L'anno scorso dei 70 mila americani in lista d'attesa per un rene, solo 16 mila hanno ottenuto un trapianto. Come evitare attese di molti anni? In primo luogo creando un incentivo a dichiararsi donatore in caso di decesso improvviso (oggi meno del 40 per cento degli americani offre la sua disponibilità). E poi, propone la studiosa dell'Aei, creando un «mercato regolato» degli organi. Una via potrebbe essere quella di offrire non denaro ma assistenza sanitaria gratuita, il finanziamento di una buona scuola per i suoi figli e un'assicurazione sulla vita a chi dona un rene. Il rischio che a vendere gli organi siano soprattutto le persone più povere, spinte dal bisogno, secondo la Satel, potrebbe essere ridotto non solo evitando l'erogazione diretta di denaro, ma anche offrendo, ad esempio, sgravi fiscali di cui si avvantaggerebbe solo chi già oggi gode di un reddito superiore a quello di sussistenza.
Anche con tutte queste cautele l'idea del commercio degli organi rimane assai difficile da accettare.
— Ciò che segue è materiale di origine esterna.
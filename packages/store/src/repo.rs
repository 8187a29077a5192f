//! # Repository traits: the storage seam between routes and backends
//!
//! Handlers never talk to a database directly. Everything goes through the two
//! async traits below, so the same route code runs against [`crate::PgStore`] in
//! production and [`crate::MemoryStore`] in tests.
//!
//! ## [`SecretRepository`]
//!
//! | Method | Description |
//! |--------|-------------|
//! | [`create_secret`](SecretRepository::create_secret) | Inserts an unowned secret. |
//! | [`list_secrets`](SecretRepository::list_secrets) | Every secret of every user, in no particular order. |
//! | [`find_secret`](SecretRepository::find_secret) | Lookup by id. |
//! | [`update_secret_body`](SecretRepository::update_secret_body) | Replaces the body and bumps `updated_at`; `None` for an unknown id. |
//! | [`delete_secret`](SecretRepository::delete_secret) | Removes the record; `false` for an unknown id. |
//!
//! ## [`UserRepository`]
//!
//! | Method | Description |
//! |--------|-------------|
//! | [`create_user`](UserRepository::create_user) | Inserts a user; fails with [`StoreError::UsernameTaken`] on a duplicate username. |
//! | [`find_user`](UserRepository::find_user) / [`find_user_by_username`](UserRepository::find_user_by_username) | Lookups. |
//! | [`find_user_with_secrets`](UserRepository::find_user_with_secrets) | The user plus their owned secrets as full records. |
//! | [`find_or_create_by_google_id`](UserRepository::find_or_create_by_google_id) | Atomic lookup-or-insert keyed by the Google subject id. |
//! | [`add_secret_ref`](UserRepository::add_secret_ref) | Links an unowned secret to a user. |
//! | [`delete_secret_for_user`](UserRepository::delete_secret_for_user) | Deletes a secret by id and pulls it from the acting user's set in one step; `false` for an unknown id. |
//!
//! Both operations bump the user's `updated_at`.

use std::future::Future;

use uuid::Uuid;

use crate::error::StoreError;
use crate::models::{NewUser, Secret, User};

pub type StoreResult<T> = Result<T, StoreError>;

/// Storage for secret records.
pub trait SecretRepository {
    fn create_secret(&self, body: &str) -> impl Future<Output = StoreResult<Secret>> + Send;

    fn list_secrets(&self) -> impl Future<Output = StoreResult<Vec<Secret>>> + Send;

    fn find_secret(&self, id: Uuid) -> impl Future<Output = StoreResult<Option<Secret>>> + Send;

    fn update_secret_body(
        &self,
        id: Uuid,
        body: &str,
    ) -> impl Future<Output = StoreResult<Option<Secret>>> + Send;

    fn delete_secret(&self, id: Uuid) -> impl Future<Output = StoreResult<bool>> + Send;
}

/// Storage for user records and their secret ownership.
pub trait UserRepository {
    fn create_user(&self, user: NewUser) -> impl Future<Output = StoreResult<User>> + Send;

    fn find_user(&self, id: Uuid) -> impl Future<Output = StoreResult<Option<User>>> + Send;

    fn find_user_by_username(
        &self,
        username: &str,
    ) -> impl Future<Output = StoreResult<Option<User>>> + Send;

    fn find_user_with_secrets(
        &self,
        id: Uuid,
    ) -> impl Future<Output = StoreResult<Option<(User, Vec<Secret>)>>> + Send;

    fn find_or_create_by_google_id(
        &self,
        google_id: &str,
        username: &str,
    ) -> impl Future<Output = StoreResult<User>> + Send;

    fn add_secret_ref(
        &self,
        user_id: Uuid,
        secret_id: Uuid,
    ) -> impl Future<Output = StoreResult<()>> + Send;

    /// Deletes the secret whoever owns it. The record and the acting user's
    /// timestamp change together or not at all.
    fn delete_secret_for_user(
        &self,
        user_id: Uuid,
        secret_id: Uuid,
    ) -> impl Future<Output = StoreResult<bool>> + Send;
}

/// A complete backend, cheap to clone into router state.
pub trait Store: SecretRepository + UserRepository + Clone + Send + Sync + 'static {}

impl<T> Store for T where T: SecretRepository + UserRepository + Clone + Send + Sync + 'static {}
//! # Domain models for users and secrets
//!
//! Defines the records persisted by every [`crate::Store`] backend.
//!
//! ## Types
//!
//! | Struct | Represents |
//! |--------|-----------|
//! | [`User`] | A full row of the `users` table. Local accounts carry a `password_hash`, Google accounts carry a `google_id`; both have a unique `username`. |
//! | [`UserInfo`] | The subset of a user that views are allowed to see (no password hash, no provider id). |
//! | [`Secret`] | A row of the `secrets` table. `owner_id` is `None` only between creation and linking. |
//! | [`NewUser`] | Insert payload for [`crate::UserRepository::create_user`]. |
//!
//! Secrets point at their owner rather than users holding a list of secret ids,
//! so "is this my secret" is a field comparison and a user's owned set is the
//! set of secrets whose `owner_id` matches.

use chrono::{DateTime, Utc};
use serde::{Deserialize, Serialize};
use uuid::Uuid;

/// Full user record.
#[derive(Clone, Debug, PartialEq, Serialize, Deserialize)]
#[cfg_attr(feature = "postgres", derive(sqlx::FromRow))]
pub struct User {
    pub id: Uuid,
    pub username: String,
    pub password_hash: Option<String>,
    pub google_id: Option<String>,
    pub created_at: DateTime<Utc>,
    pub updated_at: DateTime<Utc>,
}

impl User {
    /// Project into the view-safe [`UserInfo`].
    pub fn to_info(&self) -> UserInfo {
        UserInfo {
            id: self.id,
            username: self.username.clone(),
            federated: self.google_id.is_some(),
        }
    }
}

/// User information safe to hand to views.
#[derive(Clone, Debug, PartialEq, Serialize, Deserialize)]
pub struct UserInfo {
    pub id: Uuid,
    pub username: String,
    /// Signed in through Google rather than a local password.
    pub federated: bool,
}

/// Fields needed to insert a user.
#[derive(Clone, Debug, Default)]
pub struct NewUser {
    pub username: String,
    pub password_hash: Option<String>,
    pub google_id: Option<String>,
}

impl NewUser {
    /// A local account with an already-hashed password.
    pub fn local(username: impl Into<String>, password_hash: impl Into<String>) -> Self {
        Self {
            username: username.into(),
            password_hash: Some(password_hash.into()),
            google_id: None,
        }
    }

    /// A federated account keyed by its Google subject id.
    pub fn google(username: impl Into<String>, google_id: impl Into<String>) -> Self {
        Self {
            username: username.into(),
            password_hash: None,
            google_id: Some(google_id.into()),
        }
    }
}

/// Longest secret body accepted, in characters.
pub const MAX_SECRET_LEN: usize = 5000;

/// A user-submitted text record.
#[derive(Clone, Debug, PartialEq, Serialize, Deserialize)]
#[cfg_attr(feature = "postgres", derive(sqlx::FromRow))]
pub struct Secret {
    pub id: Uuid,
    pub body: String,
    pub owner_id: Option<Uuid>,
    pub created_at: DateTime<Utc>,
    pub updated_at: DateTime<Utc>,
}

impl Secret {
    pub fn is_owned_by(&self, user_id: Uuid) -> bool {
        self.owner_id == Some(user_id)
    }
}

/// Sort secrets newest-updated first.
///
/// Ties keep their relative order.
pub fn sort_by_recently_updated(secrets: &mut [Secret]) {
    secrets.sort_by(|a, b| b.updated_at.cmp(&a.updated_at));
}

#[cfg(test)]
mod tests {
    use super::*;
    use chrono::Duration;

    fn secret_at(body: &str, minutes: i64) -> Secret {
        let at = DateTime::<Utc>::UNIX_EPOCH + Duration::minutes(minutes);
        Secret {
            id: Uuid::new_v4(),
            body: body.to_string(),
            owner_id: None,
            created_at: at,
            updated_at: at,
        }
    }

    #[test]
    fn test_sort_by_recently_updated() {
        let mut secrets = vec![secret_at("old", 1), secret_at("new", 30), secret_at("mid", 10)];
        sort_by_recently_updated(&mut secrets);

        let bodies: Vec<_> = secrets.iter().map(|s| s.body.as_str()).collect();
        assert_eq!(bodies, ["new", "mid", "old"]);
    }

    #[test]
    fn test_user_info_hides_credentials() {
        let now = Utc::now();
        let user = User {
            id: Uuid::new_v4(),
            username: "ada@example.com".to_string(),
            password_hash: None,
            google_id: Some("10987".to_string()),
            created_at: now,
            updated_at: now,
        };

        let info = user.to_info();
        assert_eq!(info.id, user.id);
        assert_eq!(info.username, "ada@example.com");
        assert!(info.federated);
    }
}
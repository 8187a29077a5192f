//! # API crate: route layer and authentication for Konfessions
//!
//! Everything between an HTTP request and the storage traits lives here.
//!
//! ## Modules
//!
//! | Module | Purpose |
//! |--------|---------|
//! | [`auth`] | Session identity extractors, local accounts (Argon2id), Google OAuth2 sign-in |
//! | [`error`] | [`AppError`] and its HTML error responses |
//! | [`routes`] | The HTTP surface and [`router`] |
//! | [`secrets`] | Secret submission, listing, editing and deletion |
//! | [`settings`] | Layered configuration (`config.toml`, environment) |
//!
//! ## Serving
//!
//! [`router`] builds an axum [`Router`] that still needs a `tower_sessions`
//! session layer. [`into_service`] then wraps the layered router so that HTML
//! forms can reach the PUT and DELETE routes through a `_method` query
//! parameter. The rewrite must run before routing, so it wraps the router
//! instead of being one of its layers.

use axum::extract::Request;
use axum::http::Method;
use axum::Router;
use tower::util::MapRequest;
use tower::ServiceExt;

pub mod auth;
pub mod error;
pub mod routes;
pub mod secrets;
pub mod settings;
mod state;

pub use error::AppError;
pub use routes::router;
pub use settings::Settings;
pub use state::AppState;

/// The complete application service.
pub type AppService = MapRequest<Router, fn(Request) -> Request>;

/// Wrap a fully layered router with method override.
pub fn into_service(router: Router) -> AppService {
    router.map_request(method_override as fn(Request) -> Request)
}

/// Turn `POST ...?_method=PUT|PATCH|DELETE` into that method.
fn method_override(mut req: Request) -> Request {
    if req.method() != Method::POST {
        return req;
    }
    let requested = req.uri().query().and_then(|query| {
        url::form_urlencoded::parse(query.as_bytes())
            .find(|(key, _)| key == "_method")
            .map(|(_, value)| value.to_ascii_uppercase())
    });
    let method = match requested.as_deref() {
        Some("PUT") => Method::PUT,
        Some("PATCH") => Method::PATCH,
        Some("DELETE") => Method::DELETE,
        _ => return req,
    };
    *req.method_mut() = method;
    req
}

#[cfg(test)]
mod tests {
    use super::*;
    use axum::body::Body;

    fn post(uri: &str) -> Request {
        axum::http::Request::builder()
            .method(Method::POST)
            .uri(uri)
            .body(Body::empty())
            .unwrap()
    }

    #[test]
    fn test_method_override() {
        assert_eq!(method_override(post("/mysecrets/1?_method=PUT")).method(), Method::PUT);
        assert_eq!(method_override(post("/mysecrets?_method=delete")).method(), Method::DELETE);
        assert_eq!(method_override(post("/mysecrets?_method=PATCH")).method(), Method::PATCH);
    }

    #[test]
    fn test_method_override_leaves_other_requests() {
        assert_eq!(method_override(post("/submit")).method(), Method::POST);
        assert_eq!(method_override(post("/submit?_method=GET")).method(), Method::POST);

        let get = axum::http::Request::builder()
            .uri("/mysecrets?_method=DELETE")
            .body(Body::empty())
            .unwrap();
        assert_eq!(method_override(get).method(), Method::GET);
    }
}
//! # Password hashing and verification: Argon2id
//!
//! - [`hash_password`] salts with [`OsRng`] and hashes with the default Argon2id
//!   parameters, returning a PHC string (`$argon2id$v=19$m=19456,t=2,p=1$...`).
//!   The salt lives inside that string, so `users.password_hash` is the only
//!   column local accounts need.
//! - [`verify_password`] returns `Ok(false)` on a mismatch and `Err` only when
//!   the stored hash cannot be parsed.

use argon2::{
    password_hash::{rand_core::OsRng, PasswordHash, PasswordHasher, PasswordVerifier, SaltString},
    Argon2,
};

use super::AuthError;

/// Hash a password using Argon2id. Returns a PHC-format string.
pub fn hash_password(password: &str) -> Result<String, AuthError> {
    let salt = SaltString::generate(&mut OsRng);
    Argon2::default()
        .hash_password(password.as_bytes(), &salt)
        .map(|hash| hash.to_string())
        .map_err(|e| AuthError::PasswordHash(e.to_string()))
}

/// Verify a password against a PHC-format hash string.
pub fn verify_password(password: &str, hash: &str) -> Result<bool, AuthError> {
    let parsed = PasswordHash::new(hash).map_err(|e| AuthError::PasswordHash(e.to_string()))?;
    Ok(Argon2::default()
        .verify_password(password.as_bytes(), &parsed)
        .is_ok())
}
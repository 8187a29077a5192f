//! Server-rendered pages for Konfessions.
//!
//! Every page is a dioxus component tree rendered once to an HTML string with
//! `dioxus-ssr`; there is no client-side hydration. The `page` functions in
//! [`views`] are what the route layer calls.

mod navbar;
pub use navbar::{Layout, Navbar};

mod render;
pub use render::render_page;

pub mod views;
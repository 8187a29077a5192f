//! Konfessions server binary: configuration, database, session store, and the
//! HTTP listener.

use anyhow::Context;
use api::auth::{GoogleOAuth, OAuthConfig};
use api::{AppState, Settings};
use axum::extract::Request;
use store::PgStore;
use tower_http::trace::TraceLayer;
use tower_sessions::cookie::{Key, SameSite};
use tower_sessions::{Expiry, SessionManagerLayer};
use tower_sessions_sqlx_store::PostgresStore;
use tracing::info;
use tracing_subscriber::EnvFilter;

#[tokio::main]
async fn main() -> anyhow::Result<()> {
    tracing_subscriber::fmt()
        .with_env_filter(
            EnvFilter::try_from_default_env()
                .unwrap_or_else(|_| EnvFilter::new("info")),
        )
        .init();

    let settings = Settings::load().context("failed to load settings")?;

    let store = PgStore::connect(&settings.database.url, settings.database.max_connections)
        .await
        .context("failed to connect to database")?;
    store.migrate().await.context("failed to run migrations")?;

    let session_store = PostgresStore::new(store.pool().clone());
    session_store
        .migrate()
        .await
        .context("failed to migrate session store")?;

    let key = Key::try_from(settings.session.secret.as_bytes())
        .context("session secret is too short")?;
    let session_layer = SessionManagerLayer::new(session_store)
        .with_secure(settings.session.secure)
        .with_same_site(SameSite::Lax)
        .with_expiry(Expiry::OnInactivity(time::Duration::days(
            settings.session.inactivity_days,
        )))
        .with_signed(key);

    let google = GoogleOAuth::new(OAuthConfig::google(&settings.google)?)?;
    let router = api::router(AppState::new(store, google))
        .layer(session_layer)
        .layer(TraceLayer::new_for_http());
    let service = api::into_service(router);

    let addr = settings.server.address();
    let listener = tokio::net::TcpListener::bind(&addr)
        .await
        .with_context(|| format!("failed to bind {addr}"))?;
    info!("Server listening on {}", addr);

    axum::serve(
        listener,
        axum::ServiceExt::<Request>::into_make_service(service),
    )
    .with_graceful_shutdown(shutdown_signal())
    .await?;
    Ok(())
}

async fn shutdown_signal() {
    if tokio::signal::ctrl_c().await.is_ok() {
        info!("Shutting down");
    }
}
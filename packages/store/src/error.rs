//! Store error type shared by all backends.

use thiserror::Error;
use uuid::Uuid;

#[derive(Debug, Error)]
pub enum StoreError {
    #[error("username `{0}` is already taken")]
    UsernameTaken(String),

    #[error("secret {secret_id} is already owned by another user")]
    AlreadyOwned { secret_id: Uuid },

    #[error("user {0} not found")]
    UserNotFound(Uuid),

    #[error("secret {0} not found")]
    SecretNotFound(Uuid),

    #[cfg(feature = "postgres")]
    #[error("database error: {0}")]
    Database(#[from] sqlx::Error),

    #[cfg(feature = "postgres")]
    #[error("migration error: {0}")]
    Migrate(#[from] sqlx::migrate::MigrateError),
}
Ma nel mondo globalizzato sono ormai molti i Paesi «emergenti» che hanno legalizzato questa pratica e tecnologie e dinamiche demografiche spingono inesorabilmente verso un aumento del fabbisogno di organi da trapiantare. I liberisti sono convinti che le resistenze prima o poi cadranno e sostengono che anche i poveri avranno i loro vantaggi perché con l'apertura al mercato chi può farà da solo e così si accorceranno le liste d'attesa degli ospedali pubblici.